The BioBright platform has effectively given Dotmatics what it says is a unique combination of lab data capture, data processing, ELN and data analytics capabilities. Brown said: ‘Using the Dotmatics platform, all data coming from instruments, or from external partners and contract research organisations is channelled into the centralised informatics platform. This means scientists can more easily affect end-to-end workflows and access data seamlessly.’
A holistic approach
Reed Molbak, product manager at Benchling, said the ability to integrate and interface the lab holistically will be matched by the need to keep up with massively increased laboratory throughput – related to ‘omics’ technologies.
‘The ability to maximise intelligence from this increased throughput in physical experimentation and data generation will hinge on the ability to channel complete, contextual data and metadata through machine learning and AI,’ Molbak noted. ‘Such algorithms are increasingly being developed to interrogate and analyse the results from genomic and proteomic analyses.’
Increased throughput has not only impacted the data coming out of assays but necessitated the development of a new generation of laboratory automation to enable those high throughput assay and screening workflows, Molbak also noted. ‘Functions such as assay plate preparation, which would traditionally have been carried out by a scientist or technician, is now in the hands of liquid handling and other robotic systems that can keep up with this assay throughput.’
The modern lab environment
In today’s lab environment, ‘success’ may now depend on being able to combine the ability to automate and so increase physical throughput, as well as optimise data management, integrity and utilisation for intelligence. And so we come back round to AI and ML, Molback noted. ‘Organisations may be developing their own algorithms and AI techniques, and so they look for a LIMS/ELN system that will work in that environment.’
The ability to connect hardware and software in the cloud is taking the pressure off companies having to install and integrate multiple pieces of software at the desktop and in-house server level, Molbak noted. ‘And for even relatively small companies, there will almost inevitably be multiple software platforms running, from different vendors, and for different instrumentation, that will need to interconnect.’
The Benchling R&D Cloud has been designed to facilitate laboratory interconnection and communication from discovery through to bioprocessing.
‘We have invested a lot of effort in enabling that imperative for instrument integration and interfacing, and also integrating the Benchling solution with other databases and data warehouses.

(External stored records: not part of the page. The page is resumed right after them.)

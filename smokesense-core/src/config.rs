//! Configuration loading and management
//!
//! Configuration is loaded from `~/.config/smokesense/config.toml`
//!
//! This module follows the XDG Base Directory Specification:
//! - Config: `$XDG_CONFIG_HOME/smokesense/` (~/.config/smokesense/)
//! - Data: `$XDG_DATA_HOME/smokesense/` (~/.local/share/smokesense/)
//! - State/Logs: `$XDG_STATE_HOME/smokesense/` (~/.local/state/smokesense/)

use crate::analytics::projection::DEFAULT_MINUTES_PER_UNIT;
use crate::error::{Error, Result};
use crate::types::DEFAULT_UNIT_PRICE;
use serde::Deserialize;
use std::path::PathBuf;

const APP_DIR: &str = "smokesense";

/// Returns a best-effort home directory path.
fn home_dir() -> PathBuf {
    std::env::var_os("HOME")
        .map(PathBuf::from)
        .or_else(dirs::home_dir)
        .unwrap_or_else(|| PathBuf::from("."))
}

/// Returns XDG_CONFIG_HOME or ~/.config
fn xdg_config_home() -> PathBuf {
    std::env::var("XDG_CONFIG_HOME")
        .map(PathBuf::from)
        .unwrap_or_else(|_| home_dir().join(".config"))
}

/// Returns XDG_DATA_HOME or ~/.local/share
fn xdg_data_home() -> PathBuf {
    std::env::var("XDG_DATA_HOME")
        .map(PathBuf::from)
        .unwrap_or_else(|_| home_dir().join(".local/share"))
}

/// Returns XDG_STATE_HOME or ~/.local/state
fn xdg_state_home() -> PathBuf {
    std::env::var("XDG_STATE_HOME")
        .map(PathBuf::from)
        .unwrap_or_else(|_| home_dir().join(".local/state"))
}

/// Main configuration struct
#[derive(Debug, Deserialize, Default)]
pub struct Config {
    /// Analytics defaults
    #[serde(default)]
    pub analytics: AnalyticsConfig,

    /// Logging configuration
    #[serde(default)]
    pub logging: LoggingConfig,

    /// Local user selection
    #[serde(default)]
    pub user: UserConfig,
}

/// Defaults used by the analytics views
#[derive(Debug, Deserialize, Clone, PartialEq)]
pub struct AnalyticsConfig {
    /// Minutes spent on one cigarette, for time projections
    #[serde(default = "default_minutes_per_unit")]
    pub minutes_per_unit: f64,

    /// Price of one cigarette when the profile has none
    #[serde(default = "default_unit_price")]
    pub default_unit_price: f64,

    /// Days covered by the stats view
    #[serde(default = "default_stats_window_days")]
    pub stats_window_days: u32,

    /// Symbol printed in front of money amounts
    #[serde(default = "default_currency_symbol")]
    pub currency_symbol: String,
}

impl Default for AnalyticsConfig {
    fn default() -> Self {
        Self {
            minutes_per_unit: default_minutes_per_unit(),
            default_unit_price: default_unit_price(),
            stats_window_days: default_stats_window_days(),
            currency_symbol: default_currency_symbol(),
        }
    }
}

impl AnalyticsConfig {
    /// Validate configuration, returning error message if invalid
    pub fn validate(&self) -> Result<()> {
        if !self.minutes_per_unit.is_finite() || self.minutes_per_unit < 0.0 {
            return Err(Error::Config(
                "analytics.minutes_per_unit must be a non-negative number".to_string(),
            ));
        }
        if !self.default_unit_price.is_finite() || self.default_unit_price <= 0.0 {
            return Err(Error::Config(
                "analytics.default_unit_price must be positive".to_string(),
            ));
        }
        if self.stats_window_days == 0 || self.stats_window_days > 366 {
            return Err(Error::Config(
                "analytics.stats_window_days must be between 1 and 366".to_string(),
            ));
        }
        Ok(())
    }
}

fn default_minutes_per_unit() -> f64 {
    DEFAULT_MINUTES_PER_UNIT
}

fn default_unit_price() -> f64 {
    DEFAULT_UNIT_PRICE
}

fn default_stats_window_days() -> u32 {
    30
}

fn default_currency_symbol() -> String {
    "₹".to_string()
}

/// Logging configuration
#[derive(Debug, Deserialize)]
pub struct LoggingConfig {
    /// Log level (trace, debug, info, warn, error)
    #[serde(default = "default_log_level")]
    pub level: String,

    /// Maximum number of log files to keep
    #[serde(default = "default_max_log_files")]
    pub max_files: usize,
}

impl Default for LoggingConfig {
    fn default() -> Self {
        Self {
            level: default_log_level(),
            max_files: default_max_log_files(),
        }
    }
}

fn default_log_level() -> String {
    "info".to_string()
}

fn default_max_log_files() -> usize {
    5
}

/// Which local user the CLI acts for
#[derive(Debug, Deserialize)]
pub struct UserConfig {
    #[serde(default = "default_user_id")]
    pub id: String,
}

impl Default for UserConfig {
    fn default() -> Self {
        Self {
            id: default_user_id(),
        }
    }
}

fn default_user_id() -> String {
    "local".to_string()
}

impl Config {
    /// Load configuration from the default path
    pub fn load() -> Result<Self> {
        let config_path = Self::config_path();

        if !config_path.exists() {
            tracing::info!("No config file found at {:?}, using defaults", config_path);
            return Ok(Config::default());
        }

        Self::load_from(&config_path)
    }

    /// Load configuration from a specific path
    pub fn load_from(path: &PathBuf) -> Result<Self> {
        let content = std::fs::read_to_string(path)
            .map_err(|e| Error::Config(format!("failed to read config file {:?}: {}", path, e)))?;

        let config: Config = toml::from_str(&content)
            .map_err(|e| Error::Config(format!("failed to parse config: {}", e)))?;

        config.validate()?;
        Ok(config)
    }

    /// Validate every section.
    pub fn validate(&self) -> Result<()> {
        self.analytics.validate()?;
        if self.user.id.trim().is_empty() {
            return Err(Error::Config("user.id must not be empty".to_string()));
        }
        Ok(())
    }

    /// Returns the default config file path
    ///
    /// `$XDG_CONFIG_HOME/smokesense/config.toml` (~/.config/smokesense/config.toml)
    pub fn config_path() -> PathBuf {
        xdg_config_home().join(APP_DIR).join("config.toml")
    }

    /// Returns the data directory path (for SQLite database)
    ///
    /// `$XDG_DATA_HOME/smokesense/` (~/.local/share/smokesense/)
    pub fn data_dir() -> PathBuf {
        xdg_data_home().join(APP_DIR)
    }

    /// Returns the state directory path (for logs)
    ///
    /// `$XDG_STATE_HOME/smokesense/` (~/.local/state/smokesense/)
    pub fn state_dir() -> PathBuf {
        xdg_state_home().join(APP_DIR)
    }

    /// Returns the database file path
    ///
    /// `$XDG_DATA_HOME/smokesense/data.db` (~/.local/share/smokesense/data.db)
    pub fn database_path() -> PathBuf {
        Self::data_dir().join("data.db")
    }
}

Our goal is to enable our clients, who may have unique or proprietary techniques supporting their workflows, to be able to carry out specialised analyses, and support the management of data for ML and AI analysis and interrogation.’
Enabling laboratory unification
The differentiator for Benchling, Molbak believes, is enabling laboratory unification, and providing a holistic landscape for experimentation and data management.
‘In my experience those co-ordination problems are some of the hardest when you’re trying to knit together, say, an ELN and a LIMS system, and then possibly additional systems that interface with the lab instrumentation. Everything within the Benchling cloud environment is built on one database and uses one set of data models. For example, the plasmids that one team might design are held in the same records as the results, and all notebook data and all inventory data. It is all automatically centralised, no matter which part of our product you use, including our LIMS and ELN tools. There is never any need to try and interface different systems. What this means is that it then becomes much easier, to easy, to run contextual data through ML, because nothing gets left behind.’
Benchling is investing time and development in its lab automation and developer platform.
‘We can’t necessarily predict where the science is going to go, but we are definitely keeping an eye on it, to make sure the Benchling platform will continue to integrate physical hardware and software,’ Molbak said. ‘We are also focused on ensuring we can match the increasing scale of data generation. I don’t think anyone could have predicted, even two to three years ago, just how fast-paced the growth in experimental throughput would be.’